Quien la padece se cree Dios. En algunos casos, llega a sentirse profesor de
Dios. Mucho me temo que Moro haya pasado a esa etapa.
Porque
de no ser por esa razón, no existe explicación alguna para sus actos. A ver:
aseguró, por meses, que Lula da Silva no era objeto de investigación de la
Operación Lavado Rápido, que se desarrolla bajo su responsabilidad directa. Era
mentira. Luego, de la noche a la mañana ordenó a la Policía Federal que Lula
fuese convocado para prestar declaraciones bajo “conducción coercitiva”. Esa
medida, que equivale a una detención temporaria, solo se aplica –al menos, así
dice la ley– cuando el convocado trata de escabullirse o se niega a comparecer.
Lula jamás se había negado a declarar, en las tres ocasiones anteriores que lo
convocaron.
Por
sus órdenes directas, el teléfono de Lula siguió pinchado luego de que él
hubiese comparecido para declarar y su casa y otras instalaciones frecuentadas
por él fuesen allanadas.
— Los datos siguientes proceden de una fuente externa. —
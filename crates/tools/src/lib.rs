//! Baseline tool implementations for ferriclaw.
//!
//! Tools give the agent the ability to act: query and grow the knowledge
//! store, message users directly, read and write files, and run guarded
//! shell commands. The swarm tools (`spawn_agent`, `delegate_task`,
//! `swarm`) live in the swarm crate; the application wiring registers
//! them alongside these.

pub mod file_read;
pub mod file_write;
pub mod knowledge;
pub mod message;
pub mod shell;

mod paths;

use std::path::PathBuf;
use std::sync::Arc;

use ferriclaw_core::bus::MessageBus;
use ferriclaw_core::tool::ToolRegistry;
use ferriclaw_knowledge::Store;

pub use file_read::FileReadTool;
pub use file_write::FileWriteTool;
pub use knowledge::KnowledgeTool;
pub use message::MessageTool;
pub use shell::ShellTool;

/// Create a registry with all baseline tools.
///
/// File access is confined to the workspace; the shell runs only
/// allowlisted commands.
pub fn baseline_registry(
    store: Arc<Store>,
    bus: Arc<MessageBus>,
    workspace: PathBuf,
) -> ToolRegistry {
    let mut registry = ToolRegistry::new();
    registry.register(Box::new(KnowledgeTool::new(store)));
    registry.register(Box::new(MessageTool::new(bus)));
    registry.register(Box::new(FileReadTool::new(Some(workspace.clone()))));
    registry.register(Box::new(FileWriteTool::new(Some(workspace))));
    registry.register(Box::new(ShellTool::with_default_allowlist()));
    registry
}
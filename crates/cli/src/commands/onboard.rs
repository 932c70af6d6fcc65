//! `ferriclaw onboard` - initialize config and workspace templates.

use ferriclaw_config::AppConfig;

const IDENTITY_TEMPLATE: &str = "# Agent\n\nYou are Ferriclaw, an autonomous assistant.\n\
Use your tools to get things done, and keep answers short.\n";

const BEHAVIOR_TEMPLATE: &str = "Be direct. Prefer acting over asking.\n\
When a task will take a while, spawn a subagent and keep the user posted.\n";

const HEARTBEAT_TEMPLATE: &str = "# Heartbeat Checklist\n\n\
- [ ] Review open tasks\n";

const MEMORY_TEMPLATE: &str = "# Long-term Memory\n";

pub fn run() -> Result<(), Box<dyn std::error::Error>> {
    let config_path = AppConfig::default_path();

    if config_path.exists() {
        println!("Config already exists at {}", config_path.display());
    } else {
        let config = AppConfig::default();
        config.save_to(&config_path)?;
        println!("Wrote config to {}", config_path.display());
    }

    let config = AppConfig::load()?;
    let workspace = config.workspace_path();
    std::fs::create_dir_all(workspace.join("memory"))?;
    std::fs::create_dir_all(workspace.join("skills"))?;

    for (name, content) in [
        ("AGENTS.md", IDENTITY_TEMPLATE),
        ("SOUL.md", BEHAVIOR_TEMPLATE),
        ("HEARTBEAT.md", HEARTBEAT_TEMPLATE),
        ("memory/MEMORY.md", MEMORY_TEMPLATE),
    ] {
        let path = workspace.join(name);
        if !path.exists() {
            std::fs::write(&path, content)?;
        }
    }

    println!("ferriclaw is ready.");
    println!();
    println!("Next steps:");
    println!("  1. Add your API key to {}", config_path.display());
    println!("     (or set FERRICLAW_API_KEY)");
    println!("  2. Chat: ferriclaw agent -m \"Hello!\"");
    Ok(())
}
Para culminar, cuando Lula fue nombrado ministro y el
caso salió de sus ávidas manos, Sergio Moro difundió a la prensa el contenido
de todas –todas– las grabaciones realizadas por la Policía Federal desde el día
19 de febrero.
¿Con
qué base jurídica? Ninguna. La ley que permite que se espíe comunicaciones
determina, clarito, que solamente las conversaciones con “valor jurídico”, o
sea que contribuyan para la elucidación de conductas eventualmente delictivas,
pueden ser divulgadas. Moro divulgó todo. Y más: divulgó las fotos del interior
de la casa de Lula, de su instituto, de la finca donde suele pasar fines de
semana. ¿Para qué? Para exponerlo a la saña de los adversarios.
Hay
más: la divulgación de una llamada de la presidenta a Lula. Atención para el
detalle: el teléfono pinchado era el de Lula, pero quien llamó fue Dilma
Rousseff. Lo que se violó ha sido la privacidad de la mandataria. Y más: esa
llamada ocurrió dos horas y 22 minutos después de Moro haber ordenado la
suspensión de las grabaciones. La Policía Federal argumenta que la falla ha
sido de la operadora Claro, que no desinstaló el espionaje. Aunque sea verdad,
¿cómo Sergio Moro difundió una conversación claramente obtenida después de sus
órdenes para suspender las grabaciones? La grabación fue pasada rapidito a la
Globo, uno de los epicentros de lo que está en marcha en Brasil, y que se llama
golpe.
No
es necesario mucho para constatar que se trata de un golpe jurídico-mediático,
con fuerte participación de sectores de la Policía Federal. Alguien dijo alguna
vez que no hay peor dictadura que la del judiciario: lo primero que se elimina
es la Justicia.
No
sorprende, para nada, que la gran prensa hegemónica esté a la cabeza del golpe.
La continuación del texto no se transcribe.